• **SOURCE DATA**:

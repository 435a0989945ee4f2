//! In-memory display server used by the unit tests.

use std::{collections::HashMap, sync::Mutex};

use crate::{
    backend::{DisplayBackend, ScreenInfo, SharedMemory},
    error::{XShotError, XShotResult},
    rect::Rect,
};

/// Root window pixel at (x, y), as the server lays it out: B, G, R, pad.
pub fn source_pixel(x: i32, y: i32) -> [u8; 4] {
    [x as u8, y as u8, (x.wrapping_mul(7) ^ y.wrapping_mul(3)) as u8, 0x77]
}

/// What a capture must produce for the root pixel at (x, y).
pub fn expected_rgba(x: i32, y: i32) -> [u8; 4] {
    let [b, g, r, _] = source_pixel(x, y);
    [r, g, b, 255]
}

#[derive(Debug, Default)]
struct FakeState {
    next_id: u32,
    segments: HashMap<u32, Vec<u8>>,
    mapped: HashMap<u32, u32>,
    attached: HashMap<u32, u32>,
    events: Vec<&'static str>,
}

#[derive(Debug)]
pub struct FakeServer {
    pub screens: Vec<ScreenInfo>,
    pub root: (u32, u32),
    pub xinerama: bool,
    pub shm: bool,
    pub randr_primary: Option<Rect>,
    pub fail_attach: bool,
    pub fail_map: bool,
    pub fail_shm_get_image: bool,
    pub short_reply: bool,
    pub panic_on_get_image: bool,
    state: Mutex<FakeState>,
}

impl FakeServer {
    pub fn new(screens: Vec<ScreenInfo>, root: (u32, u32)) -> FakeServer {
        FakeServer {
            screens,
            root,
            xinerama: true,
            shm: true,
            randr_primary: None,
            fail_attach: false,
            fail_map: false,
            fail_shm_get_image: false,
            short_reply: false,
            panic_on_get_image: false,
            state: Mutex::new(FakeState::default()),
        }
    }

    pub fn live_segments(&self) -> usize {
        self.state.lock().unwrap().segments.len()
    }

    pub fn mapped_segments(&self) -> usize {
        self.state.lock().unwrap().mapped.len()
    }

    pub fn attached_segments(&self) -> usize {
        self.state.lock().unwrap().attached.len()
    }

    pub fn events(&self) -> Vec<&'static str> {
        self.state.lock().unwrap().events.clone()
    }

    pub fn count(&self, event: &str) -> usize {
        self.events().iter().filter(|e| **e == event).count()
    }

    fn render(&self, rect: Rect) -> XShotResult<Vec<u8>> {
        if self.panic_on_get_image {
            panic!("framebuffer exploded");
        }

        let root = Rect::new(0, 0, self.root.0 as i32, self.root.1 as i32);
        if rect.is_empty() || root.intersect(&rect) != rect {
            return Err(XShotError::protocol(format!("BadMatch for {rect:?}")));
        }

        let mut data = Vec::with_capacity(rect.width() as usize * rect.height() as usize * 4);
        for y in rect.min_y..rect.max_y {
            for x in rect.min_x..rect.max_x {
                data.extend_from_slice(&source_pixel(x, y));
            }
        }
        if self.short_reply {
            data.truncate(data.len() - 1);
        }

        Ok(data)
    }
}

impl DisplayBackend for FakeServer {
    type Segment = u32;

    fn query_screens(&self) -> XShotResult<Vec<ScreenInfo>> {
        if !self.xinerama {
            return Err(XShotError::extension_unavailable("XINERAMA"));
        }
        Ok(self.screens.clone())
    }

    fn primary_monitor(&self) -> XShotResult<Option<Rect>> {
        Ok(self.randr_primary)
    }

    fn root_size(&self) -> XShotResult<(u32, u32)> {
        Ok(self.root)
    }

    fn shm_available(&self) -> bool {
        self.shm
    }

    fn shm_attach(&self, shmid: u32) -> XShotResult<u32> {
        if self.fail_attach {
            return Err(XShotError::resource("BadAccess"));
        }

        let mut state = self.state.lock().unwrap();
        if !state.segments.contains_key(&shmid) {
            return Err(XShotError::resource("BadValue"));
        }
        let seg = 1000 + shmid;
        state.attached.insert(seg, shmid);
        state.events.push("attach");

        Ok(seg)
    }

    fn shm_detach(&self, segment: u32) -> XShotResult<()> {
        let mut state = self.state.lock().unwrap();
        state
            .attached
            .remove(&segment)
            .ok_or_else(|| XShotError::resource("BadShmSeg"))?;
        state.events.push("detach");

        Ok(())
    }

    fn shm_get_image(&self, segment: u32, rect: Rect) -> XShotResult<()> {
        if self.fail_shm_get_image {
            return Err(XShotError::protocol("BadDrawable"));
        }

        let data = self.render(rect)?;
        let mut state = self.state.lock().unwrap();
        let shmid = *state
            .attached
            .get(&segment)
            .ok_or_else(|| XShotError::protocol("BadShmSeg"))?;
        let memory = state
            .segments
            .get_mut(&shmid)
            .ok_or_else(|| XShotError::protocol("segment gone"))?;
        if memory.len() < data.len() {
            return Err(XShotError::protocol("BadAccess"));
        }
        memory[..data.len()].copy_from_slice(&data);
        state.events.push("shm_get_image");

        Ok(())
    }

    fn get_image(&self, rect: Rect) -> XShotResult<Vec<u8>> {
        let data = self.render(rect)?;
        self.state.lock().unwrap().events.push("get_image");

        Ok(data)
    }
}

impl SharedMemory for FakeServer {
    type Mapping = u32;

    fn create(&self, size: usize) -> XShotResult<u32> {
        let mut state = self.state.lock().unwrap();
        state.next_id += 1;
        let id = state.next_id;
        state.segments.insert(id, vec![0u8; size]);
        state.events.push("create");

        Ok(id)
    }

    fn map(&self, id: u32) -> XShotResult<u32> {
        if self.fail_map {
            return Err(XShotError::resource("shmat failed"));
        }

        let mut state = self.state.lock().unwrap();
        *state.mapped.entry(id).or_default() += 1;
        state.events.push("map");

        Ok(id)
    }

    fn read(&self, mapping: &u32, len: usize) -> XShotResult<Vec<u8>> {
        let mut state = self.state.lock().unwrap();
        let data = state
            .segments
            .get(mapping)
            .map(|memory| memory[..len].to_vec())
            .ok_or_else(|| XShotError::resource("segment gone"))?;
        state.events.push("read");

        Ok(data)
    }

    fn unmap(&self, mapping: u32) -> XShotResult<()> {
        let mut state = self.state.lock().unwrap();
        let count = state
            .mapped
            .get_mut(&mapping)
            .ok_or_else(|| XShotError::resource("not mapped"))?;
        *count -= 1;
        if *count == 0 {
            state.mapped.remove(&mapping);
        }
        state.events.push("unmap");

        Ok(())
    }

    fn remove(&self, id: u32) -> XShotResult<()> {
        let mut state = self.state.lock().unwrap();
        state
            .segments
            .remove(&id)
            .ok_or_else(|| XShotError::resource("no such segment"))?;
        state.events.push("remove");

        Ok(())
    }
}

• **ACTIVITY**: Please write out the whole of the material exactly.

• **EXPECTED OUTPUT**:
repository 435a0989945ee4f2
//! In-memory display server used by the unit tests.

use std::{collections::HashMap, sync::Mutex};

use crate::{
    backend::{DisplayBackend, ScreenInfo, SharedMemory},
    error::{XShotError, XShotResult},
    rect::Rect,
};

/// Root window pixel at (x, y), as the server lays it out: B, G, R, pad.
pub fn source_pixel(x: i32, y: i32) -> [u8; 4] {
    [x as u8, y as u8, (x.wrapping_mul(7) ^ y.wrapping_mul(3)) as u8, 0x77]
}

/// What a capture must produce for the root pixel at (x, y).
pub fn expected_rgba(x: i32, y: i32) -> [u8; 4] {
    let [b, g, r, _] = source_pixel(x, y);
    [r, g, b, 255]
}

#[derive(Debug, Default)]
struct FakeState {
    next_id: u32,
    segments: HashMap<u32, Vec<u8>>,
    mapped: HashMap<u32, u32>,
    attached: HashMap<u32, u32>,
    events: Vec<&'static str>,
}

#[derive(Debug)]
pub struct FakeServer {
    pub screens: Vec<ScreenInfo>,
    pub root: (u32, u32),
    pub xinerama: bool,
    pub shm: bool,
    pub randr_primary: Option<Rect>,
    pub fail_attach: bool,
    pub fail_map: bool,
    pub fail_shm_get_image: bool,
    pub short_reply: bool,
    pub panic_on_get_image: bool,
    state: Mutex<FakeState>,
}

impl FakeServer {
    pub fn new(screens: Vec<ScreenInfo>, root: (u32, u32)) -> FakeServer {
        FakeServer {
            screens,
            root,
            xinerama: true,
            shm: true,
            randr_primary: None,
            fail_attach: false,
            fail_map: false,
            fail_shm_get_image: false,
            short_reply: false,
            panic_on_get_image: false,
            state: Mutex::new(FakeState::default()),
        }
    }

    pub fn live_segments(&self) -> usize {
        self.state.lock().unwrap().segments.len()
    }

    pub fn mapped_segments(&self) -> usize {
        self.state.lock().unwrap().mapped.len()
    }

    pub fn attached_segments(&self) -> usize {
        self.state.lock().unwrap().attached.len()
    }

    pub fn events(&self) -> Vec<&'static str> {
        self.state.lock().unwrap().events.clone()
    }

    pub fn count(&self, event: &str) -> usize {
        self.events().iter().filter(|e| **e == event).count()
    }

    fn render(&self, rect: Rect) -> XShotResult<Vec<u8>> {
        if self.panic_on_get_image {
            panic!("framebuffer exploded");
        }

        let root = Rect::new(0, 0, self.root.0 as i32, self.root.1 as i32);
        if rect.is_empty() || root.intersect(&rect) != rect {
            return Err(XShotError::protocol(format!("BadMatch for {rect:?}")));
        }

        let mut data = Vec::with_capacity(rect.width() as usize * rect.height() as usize * 4);
        for y in rect.min_y..rect.max_y {
            for x in rect.min_x..rect.max_x {
                data.extend_from_slice(&source_pixel(x, y));
            }
        }
        if self.short_reply {
            data.truncate(data.len() - 1);
        }

        Ok(data)
    }
}

impl DisplayBackend for FakeServer {
    type Segment = u32;

    fn query_screens(&self) -> XShotResult<Vec<ScreenInfo>> {
        if !self.xinerama {
            return Err(XShotError::extension_unavailable("XINERAMA"));
        }
        Ok(self.screens.clone())
    }

    fn primary_monitor(&self) -> XShotResult<Option<Rect>> {
        Ok(self.randr_primary)
    }

    fn root_size(&self) -> XShotResult<(u32, u32)> {
        Ok(self.root)
    }

    fn shm_available(&self) -> bool {
        self.shm
    }

    fn shm_attach(&self, shmid: u32) -> XShotResult<u32> {
        if self.fail_attach {
            return Err(XShotError::resource("BadAccess"));
        }

        let mut state = self.state.lock().unwrap();
        if !state.segments.contains_key(&shmid) {
            return Err(XShotError::resource("BadValue"));
        }
        let seg = 1000 + shmid;
        state.attached.insert(seg, shmid);
        state.events.push("attach");

        Ok(seg)
    }

    fn shm_detach(&self, segment: u32) -> XShotResult<()> {
        let mut state = self.state.lock().unwrap();
        state
            .attached
            .remove(&segment)
            .ok_or_else(|| XShotError::resource("BadShmSeg"))?;
        state.events.push("detach");

        Ok(())
    }

    fn shm_get_image(&self, segment: u32, rect: Rect) -> XShotResult<()> {
        if self.fail_shm_get_image {
            return Err(XShotError::protocol("BadDrawable"));
        }

        let data = self.render(rect)?;
        let mut state = self.state.lock().unwrap();
        let shmid = *state
            .attached
            .get(&segment)
            .ok_or_else(|| XShotError::protocol("BadShmSeg"))?;
        let memory = state
            .segments
            .get_mut(&shmid)
            .ok_or_else(|| XShotError::protocol("segment gone"))?;
        if memory.len() < data.len() {
            return Err(XShotError::protocol("BadAccess"));
        }
        memory[..data.len()].copy_from_slice(&data);
        state.events.push("shm_get_image");

        Ok(())
    }

    fn get_image(&self, rect: Rect) -> XShotResult<Vec<u8>> {
        let data = self.render(rect)?;
        self.state.lock().unwrap().events.push("get_image");

        Ok(data)
    }
}

impl SharedMemory for FakeServer {
    type Mapping = u32;

    fn create(&self, size: usize) -> XShotResult<u32> {
        let mut state = self.state.lock().unwrap();
        state.next_id += 1;
        let id = state.next_id;
        state.segments.insert(id, vec![0u8; size]);
        state.events.push("create");

        Ok(id)
    }

    fn map(&self, id: u32) -> XShotResult<u32> {
        if self.fail_map {
            return Err(XShotError::resource("shmat failed"));
        }

        let mut state = self.state.lock().unwrap();
        *state.mapped.entry(id).or_default() += 1;
        state.events.push("map");

        Ok(id)
    }

    fn read(&self, mapping: &u32, len: usize) -> XShotResult<Vec<u8>> {
        let mut state = self.state.lock().unwrap();
        let data = state
            .segments
            .get(mapping)
            .map(|memory| memory[..len].to_vec())
            .ok_or_else(|| XShotError::resource("segment gone"))?;
        state.events.push("read");

        Ok(data)
    }

    fn unmap(&self, mapping: u32) -> XShotResult<()> {
        let mut state = self.state.lock().unwrap();
        let count = state
            .mapped
            .get_mut(&mapping)
            .ok_or_else(|| XShotError::resource("not mapped"))?;
        *count -= 1;
        if *count == 0 {
            state.mapped.remove(&mapping);
        }
        state.events.push("unmap");

        Ok(())
    }

    fn remove(&self, id: u32) -> XShotResult<()> {
        let mut state = self.state.lock().unwrap();
        state
            .segments
            .remove(&id)
            .ok_or_else(|| XShotError::resource("no such segment"))?;
        state.events.push("remove");

        Ok(())
    }
}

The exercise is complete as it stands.